==== RECORDS FOR THIS EXERCISE ====
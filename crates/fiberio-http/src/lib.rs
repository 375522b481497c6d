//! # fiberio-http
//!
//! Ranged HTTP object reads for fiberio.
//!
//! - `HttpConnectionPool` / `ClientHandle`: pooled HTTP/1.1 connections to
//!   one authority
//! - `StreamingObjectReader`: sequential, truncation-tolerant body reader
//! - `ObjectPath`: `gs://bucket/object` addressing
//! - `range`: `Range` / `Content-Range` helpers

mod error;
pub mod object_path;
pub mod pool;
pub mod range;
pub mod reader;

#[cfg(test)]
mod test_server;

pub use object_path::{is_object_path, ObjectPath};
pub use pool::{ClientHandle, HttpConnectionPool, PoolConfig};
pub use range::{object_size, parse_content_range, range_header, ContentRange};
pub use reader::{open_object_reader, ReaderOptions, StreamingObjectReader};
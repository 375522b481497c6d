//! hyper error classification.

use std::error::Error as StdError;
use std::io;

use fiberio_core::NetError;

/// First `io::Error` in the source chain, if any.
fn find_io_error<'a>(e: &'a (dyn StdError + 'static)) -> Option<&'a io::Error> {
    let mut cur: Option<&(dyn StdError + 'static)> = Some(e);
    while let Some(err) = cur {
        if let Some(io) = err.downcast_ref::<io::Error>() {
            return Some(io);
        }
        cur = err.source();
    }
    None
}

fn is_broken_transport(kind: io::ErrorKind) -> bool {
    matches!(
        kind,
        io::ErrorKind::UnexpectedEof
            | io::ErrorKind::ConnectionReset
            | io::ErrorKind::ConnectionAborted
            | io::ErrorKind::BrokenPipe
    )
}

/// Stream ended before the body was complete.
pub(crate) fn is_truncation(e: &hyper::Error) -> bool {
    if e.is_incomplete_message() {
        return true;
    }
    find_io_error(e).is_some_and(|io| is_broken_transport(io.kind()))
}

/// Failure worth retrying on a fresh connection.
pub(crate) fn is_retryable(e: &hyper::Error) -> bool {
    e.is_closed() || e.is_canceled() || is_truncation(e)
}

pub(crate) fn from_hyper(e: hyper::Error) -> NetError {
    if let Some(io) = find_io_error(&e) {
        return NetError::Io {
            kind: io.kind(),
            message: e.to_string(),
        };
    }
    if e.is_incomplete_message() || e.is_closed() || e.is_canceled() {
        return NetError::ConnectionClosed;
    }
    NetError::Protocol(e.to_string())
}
====
WHAT YOU ARE ASKED TO DO: Could you return all the data above exactly as it appears?

ANSWER AREA:
filename crates/fiberio-http/src/lib.rs
repository 375522b481497c6d
//! # fiberio-http
//!
//! Ranged HTTP object reads for fiberio.
//!
//! - `HttpConnectionPool` / `ClientHandle`: pooled HTTP/1.1 connections to
//!   one authority
//! - `StreamingObjectReader`: sequential, truncation-tolerant body reader
//! - `ObjectPath`: `gs://bucket/object` addressing
//! - `range`: `Range` / `Content-Range` helpers

mod error;
pub mod object_path;
pub mod pool;
pub mod range;
pub mod reader;

#[cfg(test)]
mod test_server;

pub use object_path::{is_object_path, ObjectPath};
pub use pool::{ClientHandle, HttpConnectionPool, PoolConfig};
pub use range::{object_size, parse_content_range, range_header, ContentRange};
pub use reader::{open_object_reader, ReaderOptions, StreamingObjectReader};
repository 375522b481497c6d
//! hyper error classification.

use std::error::Error as StdError;
use std::io;

use fiberio_core::NetError;

/// First `io::Error` in the source chain, if any.
fn find_io_error<'a>(e: &'a (dyn StdError + 'static)) -> Option<&'a io::Error> {
    let mut cur: Option<&(dyn StdError + 'static)> = Some(e);
    while let Some(err) = cur {
        if let Some(io) = err.downcast_ref::<io::Error>() {
            return Some(io);
        }
        cur = err.source();
    }
    None
}

fn is_broken_transport(kind: io::ErrorKind) -> bool {
    matches!(
        kind,
        io::ErrorKind::UnexpectedEof
            | io::ErrorKind::ConnectionReset
            | io::ErrorKind::ConnectionAborted
            | io::ErrorKind::BrokenPipe
    )
}

/// Stream ended before the body was complete.
pub(crate) fn is_truncation(e: &hyper::Error) -> bool {
    if e.is_incomplete_message() {
        return true;
    }
    find_io_error(e).is_some_and(|io| is_broken_transport(io.kind()))
}

/// Failure worth retrying on a fresh connection.
pub(crate) fn is_retryable(e: &hyper::Error) -> bool {
    e.is_closed() || e.is_canceled() || is_truncation(e)
}

pub(crate) fn from_hyper(e: hyper::Error) -> NetError {
    if let Some(io) = find_io_error(&e) {
        return NetError::Io {
            kind: io.kind(),
            message: e.to_string(),
        };
    }
    if e.is_incomplete_message() || e.is_closed() || e.is_canceled() {
        return NetError::ConnectionClosed;
    }
    NetError::Protocol(e.to_string())
}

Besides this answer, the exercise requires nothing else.